Exogenous interleukin-3 enhances IL-4 production by splenic CD4+ cells during the early stages of a Trichinella spiralis infection.

Treatment with recombinant interleukin-3 (rIL-3) augmented IL-4 production of spleen cells in mice infected with Trichinella spiralis. In a previous report, we showed that treatment with rIL-3 accelerated IgE responsiveness in mice. We have examined IL-4 and interferon (IFN)-gamma production by spleen cells from both rIL-3-treated and untreated mice during the early stages of infection. The results indicated that IL-4 production was enhanced in rIL-3-treated mice compared to that in untreated mice. In contrast, there was no difference in IFN-gamma production between the two groups. Augmentation of IL-4 production was dependent on the dose of rIL-3 injected before infection.
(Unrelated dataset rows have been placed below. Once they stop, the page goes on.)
#[cfg(test)]
mod tests {
    use super::*;
    use tempfile::{tempdir, TempDir};

    fn fresh_tree() -> (TempDir, Pager, DbHeader) {
        let dir = tempdir().unwrap();
        let mut pager = Pager::open(dir.path().join("test.db")).unwrap();
        let mut header = DbHeader::new_db();
        BTree::new(&mut pager, &mut header).init_empty().unwrap();
        (dir, pager, header)
    }

    fn row(id: i32) -> Row {
        Row::new(id, "user", "user@example.com").unwrap()
    }

    fn scan_keys(pager: &mut Pager, header: &mut DbHeader) -> Vec<i32> {
        let mut tree = BTree::new(pager, header);
        let mut keys = Vec::new();
        let mut cursor = tree.scan_start().unwrap();
        while !cursor.end_of_table {
            keys.push(tree.row(&cursor).unwrap().id());
            tree.advance(&mut cursor).unwrap();
        }
        keys
    }

    #[test]
    fn find_in_empty_tree_is_end_of_table() {
        let (_dir, mut pager, mut header) = fresh_tree();
        let mut tree = BTree::new(&mut pager, &mut header);

        let cursor = tree.find(5).unwrap();

        assert!(cursor.end_of_table);
        assert_eq!(cursor.page_num, 1);
        assert_eq!(cursor.cell_num, 0);
    }

    #[test]
    fn insert_and_read_single_row() {
        let (_dir, mut pager, mut header) = fresh_tree();
        let mut tree = BTree::new(&mut pager, &mut header);

        tree.insert(&Row::new(1, "alice", "alice@a.com").unwrap()).unwrap();

        let cursor = tree.find(1).unwrap();
        assert!(!cursor.end_of_table);
        let found = tree.row(&cursor).unwrap();
        assert_eq!(found.id(), 1);
        assert_eq!(found.username().unwrap(), "alice");
        assert_eq!(header.num_rows(), 1);
    }

    #[test]
    fn duplicate_insert_fails_and_leaves_tree_unchanged() {
        let (_dir, mut pager, mut header) = fresh_tree();
        {
            let mut tree = BTree::new(&mut pager, &mut header);
            tree.insert(&Row::new(1, "a", "a@a.com").unwrap()).unwrap();

            let result = tree.insert(&Row::new(1, "x", "x@x.com").unwrap());
            assert!(result.is_err());
            assert!(result.unwrap_err().to_string().contains("duplicate key"));
        }

        assert_eq!(header.num_rows(), 1);
        assert_eq!(scan_keys(&mut pager, &mut header), vec![1]);
        let mut tree = BTree::new(&mut pager, &mut header);
        let cursor = tree.find(1).unwrap();
        assert_eq!(tree.row(&cursor).unwrap().username().unwrap(), "a");
    }

    #[test]
    fn leaf_fills_to_capacity_without_split() {
        let (_dir, mut pager, mut header) = fresh_tree();
        {
            let mut tree = BTree::new(&mut pager, &mut header);
            for key in 1..=LEAF_MAX_CELLS as i32 {
                tree.insert(&row(key)).unwrap();
            }
        }

        assert_eq!(header.root_page_num(), 1);
        assert_eq!(header.next_free_page(), 2);
        let mut tree = BTree::new(&mut pager, &mut header);
        assert!(!tree.structure().unwrap().contains("internal"));
    }

    #[test]
    fn overflowing_insert_splits_leaf_root() {
        let (_dir, mut pager, mut header) = fresh_tree();
        {
            let mut tree = BTree::new(&mut pager, &mut header);
            for key in 1..=LEAF_MAX_CELLS as i32 + 1 {
                tree.insert(&row(key)).unwrap();
            }
        }

        // root page number is stable across splits
        assert_eq!(header.root_page_num(), 1);
        let structure = {
            let mut tree = BTree::new(&mut pager, &mut header);
            tree.structure().unwrap()
        };
        assert!(structure.contains("- internal (page 1, keys 1)"));
        assert_eq!(structure.matches("leaf").count(), 2);
        assert_eq!(
            scan_keys(&mut pager, &mut header),
            (1..=LEAF_MAX_CELLS as i32 + 1).collect::<Vec<_>>()
        );
    }

    #[test]
    fn out_of_order_inserts_scan_sorted() {
        let (_dir, mut pager, mut header) = fresh_tree();
        {
            let mut tree = BTree::new(&mut pager, &mut header);
            let mut duplicates = 0;
            for key in [3, 1, 4, 1, 5, 9, 2, 6] {
                if tree.insert(&row(key)).is_err() {
                    duplicates += 1;
                }
            }
            assert_eq!(duplicates, 1);
        }

        assert_eq!(scan_keys(&mut pager, &mut header), vec![1, 2, 3, 4, 5, 6, 9]);
    }

    #[test]
    fn negative_keys_sort_before_positive() {
        let (_dir, mut pager, mut header) = fresh_tree();
        {
            let mut tree = BTree::new(&mut pager, &mut header);
            for key in [5, -3, 0, -7, 2] {
                tree.insert(&row(key)).unwrap();
            }
        }

        assert_eq!(scan_keys(&mut pager, &mut header), vec![-7, -3, 0, 2, 5]);
    }

    #[test]
    fn delete_in_root_leaf_without_rebalance() {
        let (_dir, mut pager, mut header) = fresh_tree();
        {
            let mut tree = BTree::new(&mut pager, &mut header);
            for key in 1..=3 {
                tree.insert(&row(key)).unwrap();
            }
            tree.delete(2).unwrap();
        }

        assert_eq!(header.num_rows(), 2);
        assert_eq!(scan_keys(&mut pager, &mut header), vec![1, 3]);
    }

    #[test]
    fn delete_missing_key_fails_and_leaves_tree_unchanged() {
        let (_dir, mut pager, mut header) = fresh_tree();
        {
            let mut tree = BTree::new(&mut pager, &mut header);
            tree.insert(&row(1)).unwrap();

            let result = tree.delete(99);
            assert!(result.is_err());
            assert!(result.unwrap_err().to_string().contains("key not found"));
        }

        assert_eq!(header.num_rows(), 1);
        assert_eq!(scan_keys(&mut pager, &mut header), vec![1]);
    }

    #[test]
    fn delete_from_empty_tree_fails() {
        let (_dir, mut pager, mut header) = fresh_tree();
        let mut tree = BTree::new(&mut pager, &mut header);

        assert!(tree.delete(1).is_err());
    }

    #[test]
    fn underfull_leaf_borrows_from_right_sibling() {
        let (_dir, mut pager, mut header) = fresh_tree();
        {
            let mut tree = BTree::new(&mut pager, &mut header);
            for key in 1..=14 {
                tree.insert(&row(key)).unwrap();
            }
            // left leaf drops to 5 cells; right sibling still has 7 to lend
            tree.delete(1).unwrap();
            tree.delete(2).unwrap();
        }

        assert_eq!(scan_keys(&mut pager, &mut header), (3..=14).collect::<Vec<_>>());
        let mut tree = BTree::new(&mut pager, &mut header);
        assert!(tree.structure().unwrap().contains("internal"));
        tree.validate().unwrap();
    }

    #[test]
    fn underfull_leaf_borrows_from_left_sibling() {
        let (_dir, mut pager, mut header) = fresh_tree();
        {
            let mut tree = BTree::new(&mut pager, &mut header);
            for key in 1..=14 {
                tree.insert(&row(key)).unwrap();
            }
            tree.delete(14).unwrap();
            tree.delete(13).unwrap();
        }

        assert_eq!(scan_keys(&mut pager, &mut header), (1..=12).collect::<Vec<_>>());
        let mut tree = BTree::new(&mut pager, &mut header);
        tree.validate().unwrap();
    }

    #[test]
    fn leaf_merge_collapses_internal_root() {
        let (_dir, mut pager, mut header) = fresh_tree();
        {
            let mut tree = BTree::new(&mut pager, &mut header);
            for key in 1..=14 {
                tree.insert(&row(key)).unwrap();
            }
            // bring both leaves to the minimum, then force a merge
            tree.delete(1).unwrap();
            tree.delete(14).unwrap();
            tree.delete(2).unwrap();
        }

        // the surviving leaf was promoted to root
        assert_ne!(header.root_page_num(), 1);
        assert_eq!(scan_keys(&mut pager, &mut header), (3..=13).collect::<Vec<_>>());
        let mut tree = BTree::new(&mut pager, &mut header);
        assert!(!tree.structure().unwrap().contains("internal"));
    }

    #[test]
    fn delete_everything_then_reinsert() {
        let (_dir, mut pager, mut header) = fresh_tree();
        {
            let mut tree = BTree::new(&mut pager, &mut header);
            for key in 1..=14 {
                tree.insert(&row(key)).unwrap();
            }
            for key in 1..=14 {
                tree.delete(key).unwrap();
            }
        }

        assert_eq!(header.num_rows(), 0);
        assert_eq!(scan_keys(&mut pager, &mut header), Vec::<i32>::new());

        {
            let mut tree = BTree::new(&mut pager, &mut header);
            tree.insert(&row(7)).unwrap();
        }
        assert_eq!(scan_keys(&mut pager, &mut header), vec![7]);
    }

    #[test]
    fn scan_walks_sibling_chain_across_splits() {
        let (_dir, mut pager, mut header) = fresh_tree();
        {
            let mut tree = BTree::new(&mut pager, &mut header);
            for key in (1..=40).rev() {
                tree.insert(&row(key)).unwrap();
            }
        }

        assert_eq!(scan_keys(&mut pager, &mut header), (1..=40).collect::<Vec<_>>());
        assert_eq!(header.num_rows(), 40);
    }

    #[test]
    fn root_page_stays_stable_across_many_splits() {
        let (_dir, mut pager, mut header) = fresh_tree();
        {
            let mut tree = BTree::new(&mut pager, &mut header);
            for key in 1..=100 {
                tree.insert(&row(key)).unwrap();
            }
        }

        assert_eq!(header.root_page_num(), 1);
        let mut tree = BTree::new(&mut pager, &mut header);
        tree.validate().unwrap();
    }

    #[test]
    fn interleaved_inserts_and_deletes_keep_invariants() {
        let (_dir, mut pager, mut header) = fresh_tree();
        {
            let mut tree = BTree::new(&mut pager, &mut header);
            for key in 1..=60 {
                tree.insert(&row(key)).unwrap();
            }
            for key in (1..=60).filter(|k| k % 3 == 0) {
                tree.delete(key).unwrap();
            }
            for key in 61..=80 {
                tree.insert(&row(key)).unwrap();
            }
            tree.validate().unwrap();
        }

        let expected: Vec<i32> = (1..=60).filter(|k| k % 3 != 0).chain(61..=80).collect();
        assert_eq!(scan_keys(&mut pager, &mut header), expected);
    }

    #[test]
    fn delete_then_insert_round_trips() {
        let (_dir, mut pager, mut header) = fresh_tree();
        {
            let mut tree = BTree::new(&mut pager, &mut header);
            tree.insert(&row(5)).unwrap();
            tree.delete(5).unwrap();
            tree.insert(&row(5)).unwrap();
        }

        assert_eq!(scan_keys(&mut pager, &mut header), vec![5]);
        assert_eq!(header.num_rows(), 1);
    }
}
To examine if the treatment with rIL-3 affects T cell function, spleen cells from mice treated with various doses of rIL-3 were cultured under the stimulation with anti-CD3 (T cell receptor complex) mAb and then assessed for cytokine production. IL-4 production increased depending on the dose of rIL-3, while IFN-gamma production did not. Furthermore, spleen cells were separated by surface markers, Thy1.2, CD4 and CD8. Thy1. 2+ cell population responded significantly to produce IL-4 after anti-CD3 stimulation, when compared with IL-4 production of Thy1.2- cell population. A major producer of IL-4 in T cells was CD4+ cell population but not CD8+ cell population. IL-4 production was suppressed in rIL-3-treated mice injected with anti-CD4 mAb. These results suggest that IL-3 might play a role as Th2 amplifier in immune response to parasite infection.